Rick Stanley makes very special clocks. He makes clocks out of beer bottles (over 300 Yuengling beer bottles to be exact), clocks with bicycle bells, clocks featuring coins, dominoes, and fluids. He makes novelty clocks of great complexity alongside his son Vince Stanley in Millville, PA at Stanley Clockworks which they founded in 2006.
Rick didn’t start out with clocks. A graduate from the University of California, Rick received a degree in Mechanical Engineering. With that degree, he’s supported his family for the past 20 years as a technician in the power generating industry. Always the inventor, Rick has also designed and built machines that dispense medications, farm equipment which reduces time spent cultivating crops, and an operable electric motorcycle.
As an outlet for his creativity, Rick often resorted to his clocks, manifesting a “what if” attitude. What if the clock was stretched out laterally rather than circular? What if the mechanisms were displayed so that everyone could actually see the inner workings of the clock? What if we built a clock around a particular theme? From these curiosities arose the designs below as well as others you can see on the website and this weekend at Bloomsburg Mini Maker Faire.
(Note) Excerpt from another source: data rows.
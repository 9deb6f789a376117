use std::collections::BTreeMap;
use std::fmt;
use std::time::Instant;

use serde::Deserialize;
use thiserror::Error;

/// Status per job identifier from one successful query.
pub type StatusBatch = BTreeMap<String, JobStatus>;

#[derive(Debug, Clone, Copy, PartialEq, Eq, Default, Deserialize)]
#[serde(rename_all = "lowercase")]
pub enum ReportedState {
    Waiting,
    Processing,
    Completed,
    Error,
    #[default]
    #[serde(other)]
    Unknown,
}

/// One job's status as reported by the server, with absent fields defaulted.
#[derive(Debug, Clone, PartialEq, Default)]
pub struct JobStatus {
    pub total: u64,
    pub encoded: u64,
    pub percentage: f64,
    pub state: ReportedState,
    pub in_progress: bool,
    pub complete: bool,
    pub error: Option<String>,
}

#[derive(Debug, Clone, PartialEq)]
pub enum EngineEvent {
    PollTick,
    AnimationTick {
        at: Instant,
    },
    StatusSampled {
        result: Result<StatusBatch, SampleError>,
        observed_at: Instant,
    },
}

#[derive(Debug, Clone, PartialEq, Eq, Error)]
#[error("{kind}: {message}")]
pub struct SampleError {
    pub kind: FailureKind,
    pub message: String,
}

impl SampleError {
    pub(crate) fn new(kind: FailureKind, message: impl Into<String>) -> Self {
        Self {
            kind,
            message: message.into(),
        }
    }
}

#[derive(Debug, Clone, PartialEq, Eq)]
pub enum FailureKind {
    InvalidUrl,
    HttpStatus(u16),
    Timeout,
    Network,
    TooLarge { max_bytes: u64, actual: Option<u64> },
    MalformedBody,
}

impl fmt::Display for FailureKind {
    fn fmt(&self, f: &mut fmt::Formatter<'_>) -> fmt::Result {
        match self {
            FailureKind::InvalidUrl => write!(f, "invalid url"),
            FailureKind::HttpStatus(code) => write!(f, "http status {code}"),
            FailureKind::Timeout => write!(f, "timeout"),
            FailureKind::Network => write!(f, "network error"),
            FailureKind::TooLarge { max_bytes, actual } => {
                write!(f, "response too large (max {max_bytes}, actual {actual:?})")
            }
            FailureKind::MalformedBody => write!(f, "malformed status body"),
        }
    }
}

#[derive(Debug, Error)]
pub enum EngineError {
    #[error("failed to build tokio runtime: {0}")]
    Runtime(#[source] std::io::Error),
    #[error("failed to spawn engine thread: {0}")]
    Spawn(#[source] std::io::Error),
    #[error("failed to build http client: {0}")]
    Client(#[source] reqwest::Error),
}
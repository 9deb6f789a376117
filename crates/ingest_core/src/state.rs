use std::time::Instant;

use crate::view_model::{JobRowView, TrackerViewModel};
use crate::{
    Interpolator, PollPhase, PollScheduler, ProgressStore, TrackerConfig, VelocityEstimator,
};

/// Opaque job key; in practice the address of the backend being indexed.
pub type JobId = String;

#[derive(Debug, Clone, Copy, PartialEq, Eq, Default)]
pub enum JobState {
    #[default]
    Unknown,
    Waiting,
    Processing,
    Completed,
    Error,
}

impl JobState {
    pub fn is_terminal(self) -> bool {
        matches!(self, JobState::Completed | JobState::Error)
    }
}

/// Status of one job exactly as the server last reported it.
#[derive(Debug, Clone, PartialEq)]
pub struct RawSample {
    pub total: u64,
    pub encoded: u64,
    pub percentage: f64,
    pub state: JobState,
    pub in_progress: bool,
    pub error: Option<String>,
}

impl RawSample {
    /// Placeholder shown between registration and the first poll response.
    pub fn seed() -> Self {
        Self {
            total: 0,
            encoded: 0,
            percentage: 0.0,
            state: JobState::Waiting,
            in_progress: false,
            error: None,
        }
    }

    /// Builds a sample from server-reported values, clamping them into range.
    ///
    /// `encoded` is capped at `total` and `percentage` is kept within
    /// `0..=100`; a non-finite percentage is read as zero. A report flagged
    /// `complete` is treated as completed unless it carries an error state.
    pub fn reported(
        total: u64,
        encoded: u64,
        percentage: f64,
        state: JobState,
        in_progress: bool,
        complete: bool,
        error: Option<String>,
    ) -> Self {
        let percentage = if percentage.is_finite() {
            percentage.clamp(0.0, 100.0)
        } else {
            0.0
        };
        let state = if complete && state != JobState::Error {
            JobState::Completed
        } else {
            state
        };
        Self {
            total,
            encoded: encoded.min(total),
            percentage,
            state,
            in_progress,
            error,
        }
    }

    pub fn is_terminal(&self) -> bool {
        self.state.is_terminal()
    }

    /// True when the server says work is actively advancing.
    pub fn is_advancing(&self) -> bool {
        self.state == JobState::Processing && self.in_progress
    }
}

/// Processing-rate estimate for one job.
#[derive(Debug, Clone, Copy, PartialEq)]
pub struct VelocityRecord {
    /// Units per second, never negative.
    pub velocity: f64,
    pub last_observed_encoded: f64,
    pub last_observed_at: Instant,
}

/// Smoothed progress shown to the user.
#[derive(Debug, Clone, Copy, PartialEq, Default)]
pub struct DisplayRecord {
    pub display_encoded: f64,
    pub display_percentage: f64,
}

#[derive(Debug, Clone, Copy, PartialEq, Eq, Default)]
pub enum SessionState {
    #[default]
    Idle,
    Open,
    Closed,
}

#[derive(Debug, Clone, PartialEq)]
pub struct TrackerState {
    config: TrackerConfig,
    session: SessionState,
    store: ProgressStore,
    scheduler: PollScheduler,
    estimator: VelocityEstimator,
    interpolator: Interpolator,
    poll_failures: u64,
    dirty: bool,
}

impl Default for TrackerState {
    fn default() -> Self {
        Self::new(TrackerConfig::default())
    }
}

impl TrackerState {
    pub fn new(config: TrackerConfig) -> Self {
        Self {
            estimator: VelocityEstimator::new(config.default_velocity),
            interpolator: Interpolator::new(config.percentage_cap),
            config,
            session: SessionState::Idle,
            store: ProgressStore::new(),
            scheduler: PollScheduler::default(),
            poll_failures: 0,
            dirty: false,
        }
    }

    pub fn config(&self) -> &TrackerConfig {
        &self.config
    }

    pub fn session(&self) -> SessionState {
        self.session
    }

    pub fn store(&self) -> &ProgressStore {
        &self.store
    }

    pub fn poll_phase(&self) -> PollPhase {
        self.scheduler.phase()
    }

    pub fn polls_issued(&self) -> u64 {
        self.scheduler.polls_issued()
    }

    pub fn view(&self) -> TrackerViewModel {
        let snapshot = self.store.snapshot();
        let jobs: Vec<JobRowView> = snapshot
            .raw_samples()
            .iter()
            .map(|(job_id, sample)| {
                let display = snapshot
                    .display_records()
                    .get(job_id)
                    .copied()
                    .unwrap_or_default();
                JobRowView {
                    job_id: job_id.clone(),
                    state: sample.state,
                    total: sample.total,
                    display_encoded: display.display_encoded,
                    display_percentage: display.display_percentage,
                    velocity: snapshot
                        .velocities()
                        .get(job_id)
                        .map(|record| record.velocity)
                        .filter(|velocity| *velocity > 0.0),
                    error: sample.error.clone(),
                }
            })
            .collect();

        TrackerViewModel {
            session: self.session,
            poll_phase: self.scheduler.phase(),
            version: snapshot.version(),
            job_count: jobs.len(),
            terminal_count: jobs.iter().filter(|job| job.state.is_terminal()).count(),
            polls_issued: self.scheduler.polls_issued(),
            poll_failures: self.poll_failures,
            jobs,
            dirty: self.dirty,
        }
    }

    /// Returns whether anything visible changed since the last call, and clears the flag.
    pub fn consume_dirty(&mut self) -> bool {
        std::mem::take(&mut self.dirty)
    }

    pub(crate) fn mark_dirty(&mut self) {
        self.dirty = true;
    }

    pub(crate) fn set_session(&mut self, session: SessionState) {
        self.session = session;
        self.dirty = true;
    }

    pub(crate) fn record_poll_failure(&mut self) {
        self.poll_failures += 1;
    }

    pub(crate) fn parts_mut(
        &mut self,
    ) -> (
        &mut ProgressStore,
        &mut PollScheduler,
        &VelocityEstimator,
        &Interpolator,
        &TrackerConfig,
    ) {
        (
            &mut self.store,
            &mut self.scheduler,
            &self.estimator,
            &self.interpolator,
            &self.config,
        )
    }
}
The Beer Bottle Clock (pictured above) is an impressive 20 foot long piece and uses 300 inter-meshing beer bottles to keep time. There are three separate dials for hours, minutes, and seconds making this piece another of Stanley Clockworks unmistakably original creations. The largest gear is five foot in diameter proving it the largest and only clock to incorporate bottles in its movement. Using computer added drafting and centuries old clockmaking methods it took five months to make this a possibility. The clock sports only Yuengling Lager bottles. The brewery is the oldest in America and has a strong local following making the bottles simple to obtain. The beer bottles came from three sources: the local recycling center, the local bar, and whatever the clockmaker could contribute. The clock is on display at the National Association of Watch & Clock Collectors Museum.